TASK DESCRIPTION: Look below for the line with "assert_eq!(TransactionKind::Dispatch.effect(delta), (-4, -4));", and from there restate every line word for word until the entries end.

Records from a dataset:

......

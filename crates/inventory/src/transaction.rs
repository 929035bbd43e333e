use chrono::{DateTime, Utc};
use serde::{Deserialize, Serialize};
use uuid::Uuid;

use stockflow_core::AggregateId;

use crate::stock::{ProductId, StockLevel};

/// Unique audit-entry identifier.
#[derive(Debug, Clone, Copy, PartialEq, Eq, Hash, Serialize, Deserialize)]
#[serde(transparent)]
pub struct TransactionId(pub Uuid);

impl TransactionId {
    pub fn new() -> Self {
        Self(Uuid::now_v7())
    }

    pub fn from_uuid(uuid: Uuid) -> Self {
        Self(uuid)
    }
}

impl Default for TransactionId {
    fn default() -> Self {
        Self::new()
    }
}

impl std::fmt::Display for TransactionId {
    fn fmt(&self, f: &mut std::fmt::Formatter<'_>) -> std::fmt::Result {
        write!(f, "{}", self.0)
    }
}

/// What a ledger call did to the counters.
#[derive(Debug, Clone, Copy, PartialEq, Eq, Hash, Serialize, Deserialize)]
#[serde(rename_all = "SCREAMING_SNAKE_CASE")]
pub enum TransactionKind {
    Reserve,
    Release,
    Dispatch,
    Return,
    Restock,
    Adjustment,
}

impl TransactionKind {
    /// Split a signed `delta` into `(total_delta, reserved_delta)`.
    ///
    /// Summing these over a product's trail reproduces its counters.
    pub fn effect(self, delta: i64) -> (i64, i64) {
        match self {
            TransactionKind::Reserve | TransactionKind::Release => (0, delta),
            TransactionKind::Dispatch => (delta, delta),
            TransactionKind::Return | TransactionKind::Restock | TransactionKind::Adjustment => {
                (delta, 0)
            }
        }
    }

    /// Signed delta recorded for a movement of `quantity` units.
    ///
    /// `Adjustment` quantities are already signed.
    pub fn signed_delta(self, quantity: i64) -> i64 {
        match self {
            TransactionKind::Release | TransactionKind::Dispatch => -quantity,
            _ => quantity,
        }
    }

    pub fn as_str(self) -> &'static str {
        match self {
            TransactionKind::Reserve => "RESERVE",
            TransactionKind::Release => "RELEASE",
            TransactionKind::Dispatch => "DISPATCH",
            TransactionKind::Return => "RETURN",
            TransactionKind::Restock => "RESTOCK",
            TransactionKind::Adjustment => "ADJUSTMENT",
        }
    }

    pub fn parse(s: &str) -> Option<Self> {
        Some(match s {
            "RESERVE" => TransactionKind::Reserve,
            "RELEASE" => TransactionKind::Release,
            "DISPATCH" => TransactionKind::Dispatch,
            "RETURN" => TransactionKind::Return,
            "RESTOCK" => TransactionKind::Restock,
            "ADJUSTMENT" => TransactionKind::Adjustment,
            _ => return None,
        })
    }
}

/// Audit entry: one per successful ledger call, never mutated.
#[derive(Debug, Clone, PartialEq, Eq, Serialize, Deserialize)]
pub struct InventoryTransaction {
    pub transaction_id: TransactionId,
    pub product_id: ProductId,
    pub kind: TransactionKind,
    pub delta: i64,
    pub total_before: i64,
    pub total_after: i64,
    pub reserved_before: i64,
    pub reserved_after: i64,
    pub reference_order_id: Option<AggregateId>,
    pub occurred_at: DateTime<Utc>,
}

impl InventoryTransaction {
    pub fn before(&self) -> StockLevel {
        StockLevel {
            total: self.total_before,
            reserved: self.reserved_before,
        }
    }

    pub fn after(&self) -> StockLevel {
        StockLevel {
            total: self.total_after,
            reserved: self.reserved_after,
        }
    }
}

#[cfg(test)]
mod tests {
    use super::*;

    #[test]
    fn dispatch_moves_both_counters() {
        let delta = TransactionKind::Dispatch.signed_delta(4);
        assert_eq!(delta, -4);
        assert_eq!(TransactionKind::Dispatch.effect(delta), (-4, -4));
    }

    #[test]
    fn reservation_kinds_touch_reserved_only() {
        assert_eq!(TransactionKind::Reserve.effect(3), (0, 3));
        assert_eq!(TransactionKind::Release.effect(-3), (0, -3));
    }

    #[test]
    fn kind_names_parse_back() {
        for kind in [
            TransactionKind::Reserve,
            TransactionKind::Release,
            TransactionKind::Dispatch,
            TransactionKind::Return,
            TransactionKind::Restock,
            TransactionKind::Adjustment,
        ] {
            assert_eq!(TransactionKind::parse(kind.as_str()), Some(kind));
        }
        assert_eq!(TransactionKind::parse("reserve"), None);
    }
}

......

EXPECTED ANSWER:
        assert_eq!(TransactionKind::Dispatch.effect(delta), (-4, -4));
    }

    #[test]
    fn reservation_kinds_touch_reserved_only() {
        assert_eq!(TransactionKind::Reserve.effect(3), (0, 3));
        assert_eq!(TransactionKind::Release.effect(-3), (0, -3));
    }

    #[test]
    fn kind_names_parse_back() {
        for kind in [
            TransactionKind::Reserve,
            TransactionKind::Release,
            TransactionKind::Dispatch,
            TransactionKind::Return,
            TransactionKind::Restock,
            TransactionKind::Adjustment,
        ] {
            assert_eq!(TransactionKind::parse(kind.as_str()), Some(kind));
        }
        assert_eq!(TransactionKind::parse("reserve"), None);
    }
}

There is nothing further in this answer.